Outre la fatigue et les vertiges qui ne semblaient pas vouloir la quitter de sitôt, Holly ne pouvait ignorer la douleur qui habitait chaque cellule de son corps. Tous ses muscles étaient tendus, prêts à se rompre au moindre mouvement brusque, et les draps rêches du motel irritaient sa peau recouverte d'ecchymoses et de coupures.

Ce fut à ce moment que Holly remarqua qu'elle était nue.

Enfin, pas tout à fait. On lui avait permis de conserver ses sous-vêtements à défaut de sa décence, mais cela ne l'empêchait pas de se sentir vulnérable.

Holly remonta par réflexe la couverture jusqu'à ses épaules. Un pincement dans son coude la força à baisser les yeux.

Une perfusion avait été installée à côté de son lit.

Elle ne put s'empêcher d'effleurer du bout des doigts l'aiguille maintenue en place par un pansement. Elle ne connaissait qu'une personne qui...

— Si j'étais toi, j'éviterais d'y toucher.

Holly n'avait pas entendu Joshua entrer.

Le chasseur referma la porte derrière lui et déposa un sac en papier sur la petite table d'appoint. Une odeur de graisse parvint aux narines de Holly et son estomac se mit à gronder en même temps qu'une vague de nausée l'envahissait.

Elle détourna le regard vers la fenêtre pour ne pas vomir.

Un verre d'eau apparut dans son champ de vision.

— Bois, lui recommanda Joshua. Ça fera passer la nausée. Et tu dois manger quelque chose, histoire de reprendre des forces.

— C'était si grave que ça ? croassa Holly.

Les quelques morts heurtèrent sa gorge, et elle accepta avec soulagement la boisson que son mentor lui tendait.

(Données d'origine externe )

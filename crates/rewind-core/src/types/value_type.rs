//! Parameter value types.

use serde::{Deserialize, Serialize};
use strum::{Display, EnumIter, EnumString, IntoStaticStr};

/// Encoding of a parameter value in the live store.
///
/// Serializes to the live store's own names (`String`, `StringList`,
/// `SecureString`) so versions written by older tools remain readable.
#[derive(
    Debug,
    Clone,
    Copy,
    PartialEq,
    Eq,
    Hash,
    Default,
    Serialize,
    Deserialize,
    Display,
    EnumString,
    EnumIter,
    IntoStaticStr,
)]
pub enum ValueType {
    /// Plain text.
    #[default]
    String,
    /// Comma-separated list of plain text values.
    StringList,
    /// Text the live store encrypts at rest.
    SecureString,
}

impl ValueType {
    /// Wire name of the type.
    pub fn as_str(&self) -> &'static str {
        self.into()
    }

    /// Whether values of this type should be masked in human-facing output.
    pub fn is_secret(&self) -> bool {
        matches!(self, Self::SecureString)
    }
}

#[cfg(test)]
mod tests {
    use super::*;
    use std::str::FromStr;
    use strum::IntoEnumIterator;

    #[test]
    fn test_wire_names() {
        for value_type in ValueType::iter() {
            assert_eq!(ValueType::from_str(value_type.as_str()).unwrap(), value_type);
        }
        assert_eq!(ValueType::SecureString.to_string(), "SecureString");
        assert!(ValueType::from_str("Binary").is_err());
    }

    #[test]
    fn test_serde_uses_wire_names() {
        let json = serde_json::to_string(&ValueType::StringList).unwrap();
        assert_eq!(json, "\"StringList\"");
    }
}
//! One-off capture of the live store's current state into the version log.
//!
//! Used when protection is first switched on for keys that already exist:
//! without a recorded version they would resolve as absent at every instant.

use serde::{Deserialize, Serialize};
use std::sync::Arc;

use crate::config::{RetryPolicy, RewindConfig};
use crate::error::{RewindError, RewindResult};
use crate::history::VersionLogWriter;
use crate::retry::with_backoff;
use crate::traits::{LiveParameter, LiveStore};
use crate::types::{ChangeEvent, KeyFailure, Operation, SEPARATOR};

/// What a seeding run did, or would do.
#[derive(Debug, Clone, Default, PartialEq, Eq, Serialize, Deserialize)]
pub struct SeedReport {
    /// Whether nothing was written.
    pub dry_run: bool,
    /// Keys recorded, or that would be recorded.
    pub keys: Vec<String>,
    /// Keys that could not be recorded.
    pub failures: Vec<(String, KeyFailure)>,
}

/// Records a version for every live parameter under some prefixes.
pub struct Seeder {
    live: Arc<dyn LiveStore>,
    writer: VersionLogWriter,
    page_size: usize,
    retry: RetryPolicy,
}

impl Seeder {
    /// Create a new seeder.
    pub fn new(live: Arc<dyn LiveStore>, writer: VersionLogWriter, config: &RewindConfig) -> Self {
        Self {
            live,
            writer,
            page_size: config.page_size,
            retry: config.retry.clone(),
        }
    }

    /// Seed everything under `prefixes` (the whole store when empty).
    ///
    /// With `dry_run` the live store is listed but nothing is written.
    pub async fn seed(&self, prefixes: &[String], dry_run: bool) -> RewindResult<SeedReport> {
        let mut report = SeedReport {
            dry_run,
            ..SeedReport::default()
        };

        let paths: Vec<String> = if prefixes.is_empty() {
            vec![SEPARATOR.to_string()]
        } else {
            prefixes.iter().map(|p| normalize_path(p)).collect()
        };

        for path in paths {
            for param in self.list_all(&path).await? {
                if dry_run {
                    tracing::info!("Would record {}", param.key);
                    report.keys.push(param.key);
                    continue;
                }

                let key = param.key.clone();
                match self.record(param).await {
                    Ok(()) => report.keys.push(key),
                    Err(err) if err.is_fatal() => return Err(err),
                    Err(err) => {
                        tracing::warn!("Failed to seed {}: {}", key, err);
                        report.failures.push((key, KeyFailure::from(&err)));
                    }
                }
            }
        }

        tracing::info!(
            "Seeded {} keys ({} failed, dry_run={})",
            report.keys.len(),
            report.failures.len(),
            dry_run
        );
        Ok(report)
    }

    async fn record(&self, param: LiveParameter) -> RewindResult<()> {
        let mut event = ChangeEvent::new(param.key, Operation::Update)?
            .with_value(param.value, param.value_type)
            .at(param.last_modified);
        event.description = param.description;
        self.writer.record(&event).await.map(|_| ())
    }

    async fn list_all(&self, path: &str) -> RewindResult<Vec<LiveParameter>> {
        let mut params = Vec::new();
        let mut cursor: Option<String> = None;
        loop {
            let page = with_backoff(&self.retry, "get_parameters_by_path", || {
                self.live
                    .get_parameters_by_path(path, true, cursor.clone(), self.page_size)
            })
            .await?;
            params.extend(page.parameters);
            match page.next_cursor {
                Some(next) if cursor.as_deref() == Some(next.as_str()) => {
                    return Err(RewindError::store(format!(
                        "parameter listing under {} did not advance past cursor {}",
                        path, next
                    )));
                }
                Some(next) => cursor = Some(next),
                None => break,
            }
        }
        Ok(params)
    }
}

fn normalize_path(prefix: &str) -> String {
    let trimmed = prefix.trim();
    if trimmed.ends_with(SEPARATOR) {
        trimmed.to_string()
    } else {
        format!("{}{}", trimmed, SEPARATOR)
    }
}
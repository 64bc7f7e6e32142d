//! Configuration system for rewind.
//!
//! Every component takes its configuration explicitly in its constructor;
//! nothing reads process-wide state after startup.

use serde::{Deserialize, Serialize};
use std::path::PathBuf;

use crate::error::{RewindError, RewindResult};

/// Retry policy for throttled store calls.
#[derive(Debug, Clone, PartialEq, Serialize, Deserialize)]
#[serde(default)]
pub struct RetryPolicy {
    /// Maximum number of retry attempts
    pub max_retries: u32,
    /// Initial delay before first retry (milliseconds)
    pub initial_delay_ms: u64,
    /// Maximum delay between retries (milliseconds)
    pub max_delay_ms: u64,
    /// Multiplier for exponential backoff
    pub multiplier: f32,
}

impl Default for RetryPolicy {
    fn default() -> Self {
        Self {
            max_retries: 5,
            initial_delay_ms: 100,
            max_delay_ms: 10_000,
            multiplier: 2.0_f32,
        }
    }
}

impl RetryPolicy {
    /// A policy that never retries.
    pub fn none() -> Self {
        Self {
            max_retries: 0,
            ..Self::default()
        }
    }
}

/// Main rewind configuration.
#[derive(Debug, Clone, Serialize, Deserialize)]
#[serde(default)]
pub struct RewindConfig {
    /// Namespace of the versioned store that receives the version log.
    pub bucket: String,
    /// Path to the versioned store database.
    pub versioned_db_path: PathBuf,
    /// Path to the live parameter store database.
    pub live_db_path: PathBuf,
    /// Keys fetched, resolved and restored concurrently.
    pub max_concurrency: usize,
    /// Page size for listing calls.
    pub page_size: usize,
    /// Abandon a batch after this many seconds and return what finished.
    #[serde(skip_serializing_if = "Option::is_none")]
    pub batch_timeout_secs: Option<u64>,
    /// Backoff for throttled store calls.
    pub retry: RetryPolicy,
}

impl Default for RewindConfig {
    fn default() -> Self {
        let rewind_dir = dirs::home_dir()
            .map(|h| h.join(".rewind"))
            .unwrap_or_else(|| PathBuf::from(".rewind"));

        Self {
            bucket: "rewind".to_string(),
            versioned_db_path: rewind_dir.join("versions.db"),
            live_db_path: rewind_dir.join("parameters.db"),
            max_concurrency: 8,
            page_size: 1000,
            batch_timeout_secs: None,
            retry: RetryPolicy::default(),
        }
    }
}

impl RewindConfig {
    /// Load configuration from a file (TOML, JSON, or YAML).
    pub fn from_file(path: impl AsRef<std::path::Path>) -> RewindResult<Self> {
        let content = std::fs::read_to_string(path.as_ref())?;
        let ext = path.as_ref().extension().and_then(|e| e.to_str());

        let config: Self = match ext {
            Some("toml") => {
                toml::from_str(&content).map_err(|e| RewindError::Configuration(e.to_string()))?
            }
            Some("json") => serde_json::from_str(&content)
                .map_err(|e| RewindError::Configuration(e.to_string()))?,
            Some("yaml" | "yml") => serde_yaml::from_str(&content)
                .map_err(|e| RewindError::Configuration(e.to_string()))?,
            _ => {
                return Err(RewindError::Configuration(
                    "Unsupported config file format. Use .toml, .json, or .yaml".to_string(),
                ))
            }
        };
        config.validate()?;
        Ok(config)
    }

    /// Load configuration from environment variables.
    ///
    /// Reads:
    /// - `REWIND_BUCKET`
    /// - `REWIND_VERSIONED_DB_PATH`
    /// - `REWIND_LIVE_DB_PATH`
    /// - `REWIND_MAX_CONCURRENCY`
    /// - `REWIND_PAGE_SIZE`
    /// - `REWIND_BATCH_TIMEOUT_SECS`
    /// - `REWIND_MAX_RETRIES`
    pub fn from_env() -> Self {
        let mut config = Self::default();

        if let Ok(bucket) = std::env::var("REWIND_BUCKET") {
            config.bucket = bucket;
        }
        if let Ok(path) = std::env::var("REWIND_VERSIONED_DB_PATH") {
            config.versioned_db_path = PathBuf::from(path);
        }
        if let Ok(path) = std::env::var("REWIND_LIVE_DB_PATH") {
            config.live_db_path = PathBuf::from(path);
        }
        if let Some(n) = env_parse("REWIND_MAX_CONCURRENCY") {
            config.max_concurrency = n;
        }
        if let Some(n) = env_parse("REWIND_PAGE_SIZE") {
            config.page_size = n;
        }
        if let Some(secs) = env_parse("REWIND_BATCH_TIMEOUT_SECS") {
            config.batch_timeout_secs = Some(secs);
        }
        if let Some(n) = env_parse("REWIND_MAX_RETRIES") {
            config.retry.max_retries = n;
        }

        config
    }

    /// Check that the configuration is usable.
    pub fn validate(&self) -> RewindResult<()> {
        if self.bucket.trim().is_empty() {
            return Err(RewindError::Configuration("bucket must not be empty".into()));
        }
        if self.max_concurrency == 0 {
            return Err(RewindError::Configuration(
                "max_concurrency must be at least 1".into(),
            ));
        }
        if self.page_size == 0 {
            return Err(RewindError::Configuration(
                "page_size must be at least 1".into(),
            ));
        }
        Ok(())
    }

    /// Build configuration using builder pattern.
    pub fn builder() -> RewindConfigBuilder {
        RewindConfigBuilder::default()
    }
}

fn env_parse<T: std::str::FromStr>(name: &str) -> Option<T> {
    let raw = std::env::var(name).ok()?;
    match raw.parse() {
        Ok(value) => Some(value),
        Err(_) => {
            tracing::warn!("Ignoring {}={:?}: not a valid number", name, raw);
            None
        }
    }
}

/// Builder for RewindConfig.
#[derive(Default)]
pub struct RewindConfigBuilder {
    config: RewindConfig,
}

impl RewindConfigBuilder {
    /// Set the versioned store namespace.
    pub fn bucket(mut self, bucket: impl Into<String>) -> Self {
        self.config.bucket = bucket.into();
        self
    }

    /// Set the versioned store database path.
    pub fn versioned_db_path(mut self, path: impl Into<PathBuf>) -> Self {
        self.config.versioned_db_path = path.into();
        self
    }

    /// Set the live store database path.
    pub fn live_db_path(mut self, path: impl Into<PathBuf>) -> Self {
        self.config.live_db_path = path.into();
        self
    }

    /// Set the per-batch worker count.
    pub fn max_concurrency(mut self, n: usize) -> Self {
        self.config.max_concurrency = n;
        self
    }

    /// Set the listing page size.
    pub fn page_size(mut self, n: usize) -> Self {
        self.config.page_size = n;
        self
    }

    /// Set the batch timeout.
    pub fn batch_timeout_secs(mut self, secs: u64) -> Self {
        self.config.batch_timeout_secs = Some(secs);
        self
    }

    /// Set the retry policy.
    pub fn retry(mut self, policy: RetryPolicy) -> Self {
        self.config.retry = policy;
        self
    }

    /// Build and validate the configuration.
    pub fn build(self) -> RewindResult<RewindConfig> {
        self.config.validate()?;
        Ok(self.config)
    }
}
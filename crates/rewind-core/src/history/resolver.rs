//! Point-in-time resolution over a key's version history.
//!
//! Given the versions `V₀ … Vₙ` of a key and an instant `T`:
//! 1. Order versions by `(change_timestamp, ordinal)` ascending.
//! 2. Take the last version with `change_timestamp ≤ T`.
//! 3. If there is none, or it is a delete marker, the key is absent at `T`.
//! 4. Otherwise that version is the key's state at `T`.
//!
//! The live store's clock has one-second granularity, so independent changes
//! can share a timestamp. The ordinal is assigned at ingestion and breaks such
//! ties: the last write observed wins. Listing order is never consulted.

use chrono::{DateTime, Utc};

use crate::types::{KeyHistory, ResolvedState, ResolvedValue, ValueType, VersionRecord};

/// Outcome of resolving one key.
#[derive(Debug, Clone, PartialEq, Eq)]
pub enum Resolution<'a> {
    /// The key existed; this version holds its value.
    Present(&'a VersionRecord),
    /// The key did not exist. `deleted_at` is set when a delete marker says so.
    Absent { deleted_at: Option<DateTime<Utc>> },
}

impl<'a> Resolution<'a> {
    /// The resolved version, if the key existed.
    pub fn version(&self) -> Option<&'a VersionRecord> {
        match self {
            Resolution::Present(record) => Some(*record),
            Resolution::Absent { .. } => None,
        }
    }

    /// Turn the resolution into a state, given the resolved version's body.
    pub fn into_state(self, key: &str, body: Option<String>) -> ResolvedState {
        match self {
            Resolution::Present(record) => {
                let value_type = record.metadata.value_type.unwrap_or_else(|| {
                    tracing::warn!(
                        "Version {} of {} has no value type, assuming {}",
                        record.version_id,
                        key,
                        ValueType::default()
                    );
                    ValueType::default()
                });
                ResolvedState::present(
                    key,
                    ResolvedValue {
                        value: body.or_else(|| record.value.clone()).unwrap_or_default(),
                        value_type,
                        change_timestamp: record.metadata.change_timestamp,
                        description: record.metadata.description.clone(),
                        approximate: record.metadata.approximate,
                    },
                )
            }
            Resolution::Absent { deleted_at } => ResolvedState::absent(key, deleted_at),
        }
    }
}

/// Stateless resolver. Identical inputs always resolve identically.
pub struct PointInTimeResolver;

impl PointInTimeResolver {
    /// Resolve `history` at instant `at`.
    pub fn resolve(history: &KeyHistory, at: DateTime<Utc>) -> Resolution<'_> {
        let candidate = history
            .records
            .iter()
            .filter(|record| record.change_timestamp() <= at)
            .max_by_key(|record| record.sort_key());

        let Some(record) = candidate else {
            tracing::debug!("{} has no version at or before {}", history.key, at);
            return Resolution::Absent { deleted_at: None };
        };

        // The winner is at or before `at`, so every record sharing its
        // timestamp is a candidate too.
        let same_second = history
            .records
            .iter()
            .filter(|other| other.change_timestamp() == record.change_timestamp())
            .count();
        if same_second > 1 {
            tracing::debug!(
                "{} has {} versions at {}, ordinal {} wins",
                history.key,
                same_second,
                record.change_timestamp(),
                record.ordinal
            );
        }

        if record.is_delete_marker {
            Resolution::Absent {
                deleted_at: Some(record.change_timestamp()),
            }
        } else {
            Resolution::Present(record)
        }
    }
}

— Il t'a salement mordue. Ça va cicatriser, et ça ne sera pas joli. Mais il n'y a pas d'infection. Tu as aussi perdu beaucoup de sang, mais pas assez pour que tu sois réellement en danger. Je t'ai donné une transfusion.

— Dois-je m'inquiéter de l'endroit où tu as bien pu trouver du sang ?

Joshua ne répondit pas et Holly laissa tomber. Les chasseurs avaient leurs contacts, et ce n'était pas la première fois que Joshua procédait à une transfusion sanguine.

— Où sommes-nous ?

— Un motel à l'extérieur de la ville.

— Tu n'aurais pas pu me ramener chez moi ?

— Et devoir expliquer à tes voisins ce qu'un homme inconnu faisait avec une leur voisine inconsciente et blessée dans ses bras ?

Holly reconnut que sa question avait été stupide. Elle vida son verre et se cala à nouveau contre son oreiller. Une douleur sourde pulsait dans son cou, pas assez agonisante pour la déranger, mais juste assez cuisante pour lui rappeler pourquoi elle se trouvait ici.

— Je t'avais dit que je n'avais plus le niveau, soupira-t-elle.

— De quoi parles-tu ?

— Du vampire.

— Tu l'as éliminé.

— Non, pas lui. L'autre, tu sais, celui qui a essayé de me vider de mon sang ? J'ai été trop distraite, pas assez attentive, et...

— Et je l'ai laissé m'échapper.

Holly cligna des paupières, surprise d'avoir été interrompue.

— Pardon ?

— C'est ma faute. J'étais censé l'éliminer.

— Tu étais face à deux vampires, Joshua...

— Ça ne m'a jamais posé de problème.

Holly le croyait. Il était dangereux d'affronter plusieurs vampires à la fois, mais s'il y avait bien un chasseur qui en était capable, c'était Joshua.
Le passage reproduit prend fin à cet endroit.